Allega al riguardo la ricorrente, inoltre, che la relazione del CTU, su cui si basa la sentenza impugnata, è del tutto carente non essendovi alcun approfondimento in relazione all’iter che la neoplasia avrebbe potuto avere in assenza della malattia professionale.

La censura non è esaminabile in questa sede.

Il motivo, invero, contiene la contemporanea deduzione di violazione di legge e vizio di motivazione, la cui mescolanza è contraria alla regola di chiarezza posta dall’art. 366 bis c.p.c. cit..

La Cassazione,infatti, ha ritenuto l’inammissibilità del motivo di ricorso nel cui contesto trovino formulazione, al tempo stesso, censure aventi ad oggetto violazione di legge e vizi della motivazione, ciò costituendo una negazione della regola di chiarezza posta dall’art. 366-bis cod. proc. civ. (nel senso che ciascun motivo deve contenere la chiara indicazione del fatto controverso in relazione al quale la motivazione si assume omessa ovvero delle ragioni per le quali la dedotta insufficienza della motivazione la rende inidonea a giustificare la decisione) giacchè si affida alla Corte di cassazione il compito di enucleare dalla mescolanza dei motivi la parte concernente il vizio di motivazione, che invece deve avere una autonoma collocazione (V. Cass. 11 aprile 2008 n. 9470 e 23 luglio 2008 n. 20355 e ancora nello stesso senso 29 febbraio 2008 n. 5471).
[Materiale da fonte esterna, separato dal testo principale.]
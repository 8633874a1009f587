//! Domain error model.

use thiserror::Error;

/// Result type used across the domain layer.
pub type DomainResult<T> = Result<T, DomainError>;

/// Domain-level error.
///
/// Keep this focused on deterministic, business/domain failures (validation,
/// invariants, conflicts). Storage concerns belong elsewhere.
#[derive(Debug, Error, Clone, PartialEq, Eq)]
pub enum DomainError {
    /// A value failed validation (e.g. malformed input).
    #[error("validation failed: {0}")]
    Validation(String),

    /// A domain invariant was violated.
    #[error("invariant violated: {0}")]
    InvariantViolation(String),

    /// An identifier was invalid (e.g. parse failure).
    #[error("invalid identifier: {0}")]
    InvalidId(String),

    /// A requested record was not found (domain-level).
    #[error("not found")]
    NotFound,

    /// A conflict occurred (e.g. a state transition that is not allowed).
    #[error("conflict: {0}")]
    Conflict(String),

    /// Authorization failure at the domain boundary.
    #[error("unauthorized")]
    Unauthorized,
}

impl DomainError {
    pub fn validation(msg: impl Into<String>) -> Self {
        Self::Validation(msg.into())
    }

    pub fn invariant(msg: impl Into<String>) -> Self {
        Self::InvariantViolation(msg.into())
    }

    pub fn invalid_id(msg: impl Into<String>) -> Self {
        Self::InvalidId(msg.into())
    }

    pub fn conflict(msg: impl Into<String>) -> Self {
        Self::Conflict(msg.into())
    }

    pub fn not_found() -> Self {
        Self::NotFound
    }
}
Il motivo è comunque infondato pur interpretandolo come diretto alla deduzione del solo vizio di motivazione o , in alternativa, della sola violazione di legge.

Invero, nel primo caso la censura si risolve, alla stregua delle considerazioni svolte con riferimento all’esame del primo motivo, in un mero dissenso diagnostico.
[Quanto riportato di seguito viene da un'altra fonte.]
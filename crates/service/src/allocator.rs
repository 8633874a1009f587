//! Sequence number allocation.

use atelier_core::OwnerId;
use atelier_numbering::{
    COUNTERS_COLLECTION, SequenceCounter, SequenceKind, counter_document_id, format_order_number,
    format_quote_number,
};
use atelier_store::{DocumentStore, StoreError};

use crate::documents::from_doc;
use crate::error::{ServiceError, ServiceResult};

/// Hands out duplicate-free, strictly increasing sequence counts.
///
/// One counter document per `(owner, kind)` pair, bumped through the store's
/// one-record transaction, so two concurrent callers never observe the same
/// count. Gaps are fine (a count consumed by a creation that later failed is
/// simply never used); duplicates are not. When the transaction cannot
/// commit within the store's retry budget the allocation fails with
/// [`ServiceError::AllocationConflict`] and the caller must not create the
/// entity the number was meant for.
#[derive(Debug, Clone)]
pub struct SequenceAllocator<S> {
    store: S,
}

impl<S: DocumentStore> SequenceAllocator<S> {
    pub fn new(store: S) -> Self {
        Self { store }
    }

    /// Bump the counter for `(owner, kind)` and return the new count.
    pub async fn next_count(&self, owner: &OwnerId, kind: SequenceKind) -> ServiceResult<u64> {
        let doc_id = counter_document_id(owner, kind);
        let committed = self
            .store
            .transact(COUNTERS_COLLECTION, &doc_id, |current| {
                let counter = match current {
                    Some(doc) => serde_json::from_value::<SequenceCounter>(doc)
                        .map_err(|err| StoreError::Serialization(err.to_string()))?,
                    None => SequenceCounter::default(),
                };
                serde_json::to_value(counter.incremented())
                    .map_err(|err| StoreError::Serialization(err.to_string()))
            })
            .await
            .map_err(|err| match err {
                StoreError::Conflict(msg) => ServiceError::AllocationConflict(msg),
                other => ServiceError::Store(other),
            })?;

        let counter: SequenceCounter = from_doc(committed)?;
        Ok(counter.count)
    }

    /// Allocate the next formatted number for `kind`.
    ///
    /// `year` only shows up in order numbers; quote numbers ignore it.
    pub async fn allocate(
        &self,
        owner: &OwnerId,
        kind: SequenceKind,
        year: i32,
    ) -> ServiceResult<String> {
        let count = self.next_count(owner, kind).await?;
        Ok(match kind {
            SequenceKind::Orders => format_order_number(year, count),
            SequenceKind::Quotes => format_quote_number(count),
        })
    }
}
Nella seconda ipotesi il principio di cui si chiede l’affermazione non è, comunque, decisivo attesa la esclusione, accertata dalla sentenza di appello, di un ruolo concausale della malattia professionale.

Sulla base delle esposte considerazioni il ricorso, pertanto, va rigettato.

Le spese del giudizio di legittimità seguono la soccombenza dovendosi applicare la nuova disciplina delle spese nei procedimenti in materia di previdenza e assistenza, introdotta dal D.L. 30 settembre 2003, n. 269, art. 42, comma 11, convertito con modificazioni nella L. 24 novembre 2003, n. 326, trattandosi di giudizio di cassazione conseguente a fase di merito introdotta in epoca posteriore all’entrata in vigore dell’indicato D.L. (2 ottobre 2003).

P.Q.M.

La Corte rigetta il ricorso. Condanna la ricorrente al pagamento delle spese del giudizio di legittimità liquidate in Euro 17,00, oltre E. 1.500,00 per onorario, ed oltre spese, IVA e CPA. Così deciso in Roma, nella Camera di consiglio, il 20 Aprile 2010.